May 2008 found me at Niagara South airfield, the base of the Russell Aviation Group, operators of the pristine and lovely Bf-109E, registered C-FEML, and at that time the only “Emil” flying in the world. In addition to the Messerschmitt, Russell Aviation operates a Spitfire Mk IX and Hurricane XII. The air display season was fast approaching, and the Russell folks needed maintenance test flights performed on all of their aeroplanes. As a happy outcome of my work with Vintage Wings of Canada, I was already familiar with the British fighters. The Messerschmitt was new to me, but I understandably relished the opportunity to sample the flying qualities of the “other side” of the Battle of Britain. It’s a single-seater. You check yourself out. With the concurrence of the nice folks at Russell Group, I went to work.
The cockpit of the Bf-109 was a tight fit, even in comparison to the snug dimensions of the Spitfire cockpit. The seating position was semi-reclined, indicating either that Dr. Messerschmitt appreciated the importance of g-tolerance, or that he was trying hard to reduce my frontal area. As an outcome of both the reclined seating position and being tightly wrapped by the airframe, the forward field of view was nearly non-existent; a characteristic unfortunately common to this vintage of fighters. In stark comparison to the semi-random layout of British cockpits of this era, the Bf-109 instrument panel was arrayed in a thoughtful, almost modern manner. That was when my eyes caught upon the instruments: the airspeed indicator was labelled in kilometers per hour, oil pressure in “kilograms per square centimetre”, power was indicated in “ATA”. An apparently important instrument, devoid of other markings read, “Luftschraube Stellungsanzeige”. Hmm. This was getting interesting.

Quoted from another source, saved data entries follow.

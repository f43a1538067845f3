//! Ratefeed Common Library
//!
//! Shared error handling and logging for the ratefeed workspace.
//!
//! # Overview
//!
//! - **Error Handling**: [`RatefeedError`] and the [`Result`] alias
//! - **Logging**: tracing subscriber setup driven by [`logging::LogConfig`]
//!
//! # Example
//!
//! ```no_run
//! use ratefeed_common::logging::{init_logging, LogConfig};
//!
//! fn main() -> anyhow::Result<()> {
//!     let _guard = init_logging(&LogConfig::from_env()?)?;
//!     tracing::info!("ready");
//!     Ok(())
//! }
//! ```

#![deny(clippy::unwrap_used, clippy::expect_used)]

pub mod error;
pub mod logging;

// Re-export commonly used types
pub use error::{RatefeedError, Result};
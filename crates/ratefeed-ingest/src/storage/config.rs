use aws_config::{BehaviorVersion, Region, SdkConfig};
use aws_sdk_s3::config::Credentials;
use serde::{Deserialize, Serialize};
use std::env;

/// Connection settings shared by the S3 and SQS clients
#[derive(Debug, Clone, Serialize, Deserialize, PartialEq, Eq)]
pub struct AwsConnection {
    /// Custom endpoint (MinIO, LocalStack); `None` talks to AWS
    pub endpoint: Option<String>,
    pub region: String,
    /// Static credentials; when absent the default AWS provider chain is used
    pub access_key: Option<String>,
    pub secret_key: Option<String>,
}

impl AwsConnection {
    /// Build an SDK config, falling back to the default credential chain
    pub async fn load(&self) -> SdkConfig {
        let mut loader =
            aws_config::defaults(BehaviorVersion::latest()).region(Region::new(self.region.clone()));

        if let (Some(access_key), Some(secret_key)) = (&self.access_key, &self.secret_key) {
            loader = loader.credentials_provider(Credentials::new(
                access_key,
                secret_key,
                None,
                None,
                "ratefeed-static",
            ));
        }

        if let Some(endpoint) = &self.endpoint {
            loader = loader.endpoint_url(endpoint);
        }

        loader.load().await
    }
}

#[derive(Debug, Clone, Serialize, Deserialize)]
pub struct StorageConfig {
    pub connection: AwsConnection,
    pub bucket: String,
    pub path_style: bool,
}

impl StorageConfig {
    pub fn from_env() -> Self {
        Self {
            connection: AwsConnection {
                endpoint: env::var("S3_ENDPOINT").ok(),
                region: env::var("S3_REGION").unwrap_or_else(|_| "us-east-1".to_string()),
                access_key: env::var("S3_ACCESS_KEY")
                    .or_else(|_| env::var("AWS_ACCESS_KEY_ID"))
                    .ok(),
                secret_key: env::var("S3_SECRET_KEY")
                    .or_else(|_| env::var("AWS_SECRET_ACCESS_KEY"))
                    .ok(),
            },
            bucket: env::var("S3_BUCKET").unwrap_or_else(|_| "ratefeed-source".to_string()),
            path_style: env::var("S3_PATH_STYLE")
                .ok()
                .and_then(|v| v.parse().ok())
                .unwrap_or(false),
        }
    }

    pub fn for_minio(endpoint: impl Into<String>, bucket: impl Into<String>) -> Self {
        Self {
            connection: AwsConnection {
                endpoint: Some(endpoint.into()),
                region: "us-east-1".to_string(),
                access_key: Some("minioadmin".to_string()),
                secret_key: Some("minioadmin".to_string()),
            },
            bucket: bucket.into(),
            path_style: true,
        }
    }
}
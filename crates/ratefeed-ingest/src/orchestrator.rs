//! One ingestion invocation, end to end
//!
//! compute target -> load cursor -> resolve header -> read chunk -> dispatch
//! -> save cursor. A target of zero exits before any I/O. Header and read
//! failures abort before the cursor is touched. Dispatch failures never
//! abort: the cursor advances by bytes consumed, not by delivery.

use chrono::{DateTime, Utc};
use serde::Serialize;
use std::sync::Arc;
use tracing::{info, instrument, warn};

use crate::config::EngineConfig;
use crate::dispatch::Dispatcher;
use crate::error::{IngestError, IngestResult};
use crate::header::HeaderCache;
use crate::queue::QueueClient;
use crate::reader::{chunk_size, ChunkReader};
use crate::scheduler::RateScheduler;
use crate::state::{CursorStore, CursorUpdate, PutOutcome, StatePersistence};
use crate::storage::BlobStore;

#[derive(Debug, Clone, Copy, PartialEq, Eq, Serialize)]
#[serde(rename_all = "snake_case")]
pub enum Outcome {
    /// Target was zero; nothing was read or written
    Idle,
    Committed,
    /// Another invocation saved first; this one's progress was discarded
    Conflict,
}

/// Summary of one invocation
#[derive(Debug, Clone, PartialEq, Eq, Serialize)]
pub struct InvocationReport {
    pub stream_id: String,
    pub target: u64,
    pub records_read: usize,
    pub malformed: usize,
    pub sent: usize,
    pub failed: usize,
    /// Offset written to the cursor; `None` when nothing was saved
    pub byte_offset: Option<u64>,
    pub outcome: Outcome,
}

impl InvocationReport {
    fn idle(stream_id: &str) -> Self {
        Self {
            stream_id: stream_id.to_string(),
            target: 0,
            records_read: 0,
            malformed: 0,
            sent: 0,
            failed: 0,
            byte_offset: None,
            outcome: Outcome::Idle,
        }
    }
}

pub struct IngestOrchestrator {
    config: EngineConfig,
    scheduler: RateScheduler,
    state: StatePersistence,
    headers: HeaderCache,
    reader: ChunkReader,
    dispatcher: Dispatcher,
}

impl IngestOrchestrator {
    /// Wire the components together; fails on an invalid `config`
    pub fn new(
        config: EngineConfig,
        scheduler: RateScheduler,
        blob: Arc<dyn BlobStore>,
        cursors: Arc<dyn CursorStore>,
        queue: Arc<dyn QueueClient>,
    ) -> IngestResult<Self> {
        config.validate()?;

        let headers = HeaderCache::new(blob.clone(), config.source_key.clone(), config.header_read_bytes);
        let reader = ChunkReader::new(blob, config.source_key.clone());
        let dispatcher = Dispatcher::new(queue, config.batch_size);

        Ok(Self {
            state: StatePersistence::new(cursors),
            scheduler,
            headers,
            reader,
            dispatcher,
            config,
        })
    }

    pub fn config(&self) -> &EngineConfig {
        &self.config
    }

    pub fn scheduler(&self) -> &RateScheduler {
        &self.scheduler
    }

    /// Run one invocation for the window containing `now`
    pub async fn run_once(&self, now: DateTime<Utc>) -> IngestResult<InvocationReport> {
        let target = self.scheduler.target_at(now, self.config.daily_target);
        self.run_with_target(target).await
    }

    /// Run one invocation with an already computed target
    #[instrument(
        skip(self),
        fields(stream_id = %self.config.stream_id, invocation_id = %uuid::Uuid::new_v4())
    )]
    pub async fn run_with_target(&self, target: u64) -> IngestResult<InvocationReport> {
        let stream_id = self.config.stream_id.as_str();

        if target == 0 {
            info!(target_count = target, "Nothing to release in this window");
            return Ok(InvocationReport::idle(stream_id));
        }

        let cursor = self.state.load(stream_id).await?;
        let header = self.headers.ensure_header(&cursor).await?;
        let start = header.start_offset(&cursor);

        let chunk_bytes = chunk_size(
            target,
            self.config.avg_bytes_per_record,
            self.config.min_chunk_bytes,
            self.config.max_chunk_bytes,
        );
        let count_needed = usize::try_from(target).unwrap_or(usize::MAX);

        let read = self
            .reader
            .read_chunk(start, &cursor.partial_line_carry, count_needed, chunk_bytes, &header.schema)
            .await;

        if let Some(reason) = read.failure {
            return Err(IngestError::SourceUnavailable {
                object: self.config.source_key.clone(),
                byte_offset: start,
                reason,
            });
        }

        if read.malformed > 0 {
            info!(byte_offset = start, malformed = read.malformed, "Dropped malformed rows");
        }

        let dispatch = self.dispatcher.send(&self.config.queue_url, &read.records).await;
        if dispatch.sent == 0 && !read.records.is_empty() {
            warn!(
                byte_offset = start,
                records = read.records.len(),
                "No records delivered; cursor still advances"
            );
        }

        let update = CursorUpdate {
            byte_offset: read.new_offset,
            last_record_index: cursor.last_record_index + dispatch.sent as i64,
            partial_line_carry: read.new_carry,
            header: Some(header.schema.line().to_string()),
        };
        let byte_offset = update.byte_offset;

        let outcome = match self.state.save(&cursor, update).await? {
            PutOutcome::Committed => Outcome::Committed,
            PutOutcome::Conflict => Outcome::Conflict,
        };

        info!(
            target_count = target,
            records_read = read.records.len(),
            sent = dispatch.sent,
            byte_offset,
            ?outcome,
            "Invocation finished"
        );

        Ok(InvocationReport {
            stream_id: stream_id.to_string(),
            target,
            records_read: read.records.len(),
            malformed: read.malformed,
            sent: dispatch.sent,
            failed: dispatch.failed,
            byte_offset: (outcome == Outcome::Committed).then_some(byte_offset),
            outcome,
        })
    }
}
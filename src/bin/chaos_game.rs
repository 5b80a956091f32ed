use sierpinski::{
    chaos::ChaosScene,
    config::{ChaosConfig, PointBudget, SeedPolicy, WindowConfig},
    logging::{init_logging, LoggingConfig},
    opengl,
};

fn main() {
    init_logging(LoggingConfig::default());

    let config = ChaosConfig::default()
        .with_seed(42)
        .with_budget(PointBudget::PerSecond(100.0))
        .with_policy(SeedPolicy::ReplayEachFrame);
    // .with_budget(PointBudget::PerFrame(10))
    // .with_policy(SeedPolicy::Accumulate)

    if let Err(err) = opengl::run(&WindowConfig::default(), ChaosScene::new(config)) {
        log::error!("{}", err);
        eprintln!("error: {}", err);
        std::process::exit(1);
    }
}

Returning to the cockpit with my German-English dictionary and a calculator, I took note of the controls. The small control stick fell comfortably to hand, although full displacement seemed to use most of the space in the cockpit. The pedals, oddly situated more ahead than below me in the reclining cockpit, incorporated a metal strap for negative ‘g’ restraint. The throttle was a small stub mounted on the left cockpit sidewall. A larger throttle would have hit my thigh as I advanced it. I scowled at the tailwheel locking mechanism mounted beneath the canopy rail directly under my left elbow. I had already knocked that lever several times, but I mustn’t do it again. Performing a take-off or landing with the tailwheel unlocked was guaranteed to have an unpleasant outcome. Wearing a parachute and helmet, I tried to close the heavy side-hinged canopy, finding that it rested atop my helmet with about two inches to spare before closing. I am 5 feet 9 inches tall. The helmet was reluctantly left behind. Have I mentioned that the cockpit was tight?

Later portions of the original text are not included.